→ Work instruction
Produce an exact copy of all the records.

→ Listed records
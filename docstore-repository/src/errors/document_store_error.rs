//! Document store error types.
//!
//! This module defines the unified error type for all document store operations,
//! covering transport failures, service rejections and client-side validation.

use thiserror::Error;

/// Unified errors from document store operations.
///
/// Used by the `DocumentStoreProvider` trait and `DocumentStoreClient`. Each
/// variant names the kind of failure so callers can branch on it; the payload
/// carries the service's diagnostic message where one exists.
#[derive(Debug, Clone, Error)]
pub enum DocumentStoreError {
    /// The service could not be reached, or the liveness probe failed.
    #[error("Connection error: {0}")]
    ConnectionError(String),

    /// The service refused to create an index (already exists, bad mapping).
    #[error("Index creation error: {0}")]
    IndexCreationError(String),

    /// The service refused to index a document.
    #[error("Indexing error: {0}")]
    IndexingError(String),

    /// The service refused a partial update.
    #[error("Update error: {0}")]
    UpdateError(String),

    /// The service refused a delete for a reason other than absence.
    #[error("Delete error: {0}")]
    DeleteError(String),

    /// The query was malformed or rejected by the service.
    #[error("Query error: {0}")]
    QueryError(String),

    /// The target document or index does not exist.
    #[error("Not found: {0}")]
    NotFound(String),

    /// The operation did not finish before its deadline.
    #[error("Operation timed out after {0} ms")]
    Timeout(u64),

    /// Input rejected before contacting the service.
    #[error("Validation error: {0}")]
    ValidationError(String),

    /// Failed to parse a response from the service.
    #[error("Parse error: {0}")]
    ParseError(String),

    /// Batch size exceeds configured maximum.
    #[error("Batch size {provided} exceeds maximum {max}")]
    BatchSizeExceeded { provided: usize, max: usize },
}

impl DocumentStoreError {
    /// Create a connection error.
    pub fn connection(msg: impl Into<String>) -> Self {
        Self::ConnectionError(msg.into())
    }

    /// Create an index creation error.
    pub fn index_creation(msg: impl Into<String>) -> Self {
        Self::IndexCreationError(msg.into())
    }

    /// Create an indexing error.
    pub fn indexing(msg: impl Into<String>) -> Self {
        Self::IndexingError(msg.into())
    }

    /// Create an update error.
    pub fn update(msg: impl Into<String>) -> Self {
        Self::UpdateError(msg.into())
    }

    /// Create a delete error.
    pub fn delete(msg: impl Into<String>) -> Self {
        Self::DeleteError(msg.into())
    }

    /// Create a query error.
    pub fn query(msg: impl Into<String>) -> Self {
        Self::QueryError(msg.into())
    }

    /// Create a not found error for a generic target.
    pub fn not_found(msg: impl Into<String>) -> Self {
        Self::NotFound(msg.into())
    }

    /// Create a not found error for a document.
    pub fn document_not_found(index: &str, id: &str) -> Self {
        Self::NotFound(format!("index={}, id={}", index, id))
    }

    /// Create a not found error for an index.
    pub fn index_not_found(index: &str) -> Self {
        Self::NotFound(format!("index={}", index))
    }

    /// Create a timeout error.
    pub fn timeout(elapsed_ms: u64) -> Self {
        Self::Timeout(elapsed_ms)
    }

    /// Create a validation error.
    pub fn validation(msg: impl Into<String>) -> Self {
        Self::ValidationError(msg.into())
    }

    /// Create a parse error.
    pub fn parse(msg: impl Into<String>) -> Self {
        Self::ParseError(msg.into())
    }

    /// Create a batch size exceeded error.
    pub fn batch_size_exceeded(provided: usize, max: usize) -> Self {
        Self::BatchSizeExceeded { provided, max }
    }

    /// Whether the error reports a missing document or index.
    pub fn is_not_found(&self) -> bool {
        matches!(self, Self::NotFound(_))
    }

    /// Whether the error reports an expired deadline.
    pub fn is_timeout(&self) -> bool {
        matches!(self, Self::Timeout(_))
    }
}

→ Output of the exercise
filename docstore-repository/src/errors/document_store_error.rs
//! Document store error types.
//!
//! This module defines the unified error type for all document store operations,
//! covering transport failures, service rejections and client-side validation.

use thiserror::Error;

/// Unified errors from document store operations.
///
/// Used by the `DocumentStoreProvider` trait and `DocumentStoreClient`. Each
/// variant names the kind of failure so callers can branch on it; the payload
/// carries the service's diagnostic message where one exists.
#[derive(Debug, Clone, Error)]
pub enum DocumentStoreError {
    /// The service could not be reached, or the liveness probe failed.
    #[error("Connection error: {0}")]
    ConnectionError(String),

    /// The service refused to create an index (already exists, bad mapping).
    #[error("Index creation error: {0}")]
    IndexCreationError(String),

    /// The service refused to index a document.
    #[error("Indexing error: {0}")]
    IndexingError(String),

    /// The service refused a partial update.
    #[error("Update error: {0}")]
    UpdateError(String),

    /// The service refused a delete for a reason other than absence.
    #[error("Delete error: {0}")]
    DeleteError(String),

    /// The query was malformed or rejected by the service.
    #[error("Query error: {0}")]
    QueryError(String),

    /// The target document or index does not exist.
    #[error("Not found: {0}")]
    NotFound(String),

    /// The operation did not finish before its deadline.
    #[error("Operation timed out after {0} ms")]
    Timeout(u64),

    /// Input rejected before contacting the service.
    #[error("Validation error: {0}")]
    ValidationError(String),

    /// Failed to parse a response from the service.
    #[error("Parse error: {0}")]
    ParseError(String),

    /// Batch size exceeds configured maximum.
    #[error("Batch size {provided} exceeds maximum {max}")]
    BatchSizeExceeded { provided: usize, max: usize },
}

impl DocumentStoreError {
    /// Create a connection error.
    pub fn connection(msg: impl Into<String>) -> Self {
        Self::ConnectionError(msg.into())
    }

    /// Create an index creation error.
    pub fn index_creation(msg: impl Into<String>) -> Self {
        Self::IndexCreationError(msg.into())
    }

    /// Create an indexing error.
    pub fn indexing(msg: impl Into<String>) -> Self {
        Self::IndexingError(msg.into())
    }

    /// Create an update error.
    pub fn update(msg: impl Into<String>) -> Self {
        Self::UpdateError(msg.into())
    }

    /// Create a delete error.
    pub fn delete(msg: impl Into<String>) -> Self {
        Self::DeleteError(msg.into())
    }

    /// Create a query error.
    pub fn query(msg: impl Into<String>) -> Self {
        Self::QueryError(msg.into())
    }

    /// Create a not found error for a generic target.
    pub fn not_found(msg: impl Into<String>) -> Self {
        Self::NotFound(msg.into())
    }

    /// Create a not found error for a document.
    pub fn document_not_found(index: &str, id: &str) -> Self {
        Self::NotFound(format!("index={}, id={}", index, id))
    }

    /// Create a not found error for an index.
    pub fn index_not_found(index: &str) -> Self {
        Self::NotFound(format!("index={}", index))
    }

    /// Create a timeout error.
    pub fn timeout(elapsed_ms: u64) -> Self {
        Self::Timeout(elapsed_ms)
    }

    /// Create a validation error.
    pub fn validation(msg: impl Into<String>) -> Self {
        Self::ValidationError(msg.into())
    }

    /// Create a parse error.
    pub fn parse(msg: impl Into<String>) -> Self {
        Self::ParseError(msg.into())
    }

    /// Create a batch size exceeded error.
    pub fn batch_size_exceeded(provided: usize, max: usize) -> Self {
        Self::BatchSizeExceeded { provided, max }
    }

    /// Whether the error reports a missing document or index.
    pub fn is_not_found(&self) -> bool {
        matches!(self, Self::NotFound(_))
    }

    /// Whether the error reports an expired deadline.
    pub fn is_timeout(&self) -> bool {
        matches!(self, Self::Timeout(_))
    }
}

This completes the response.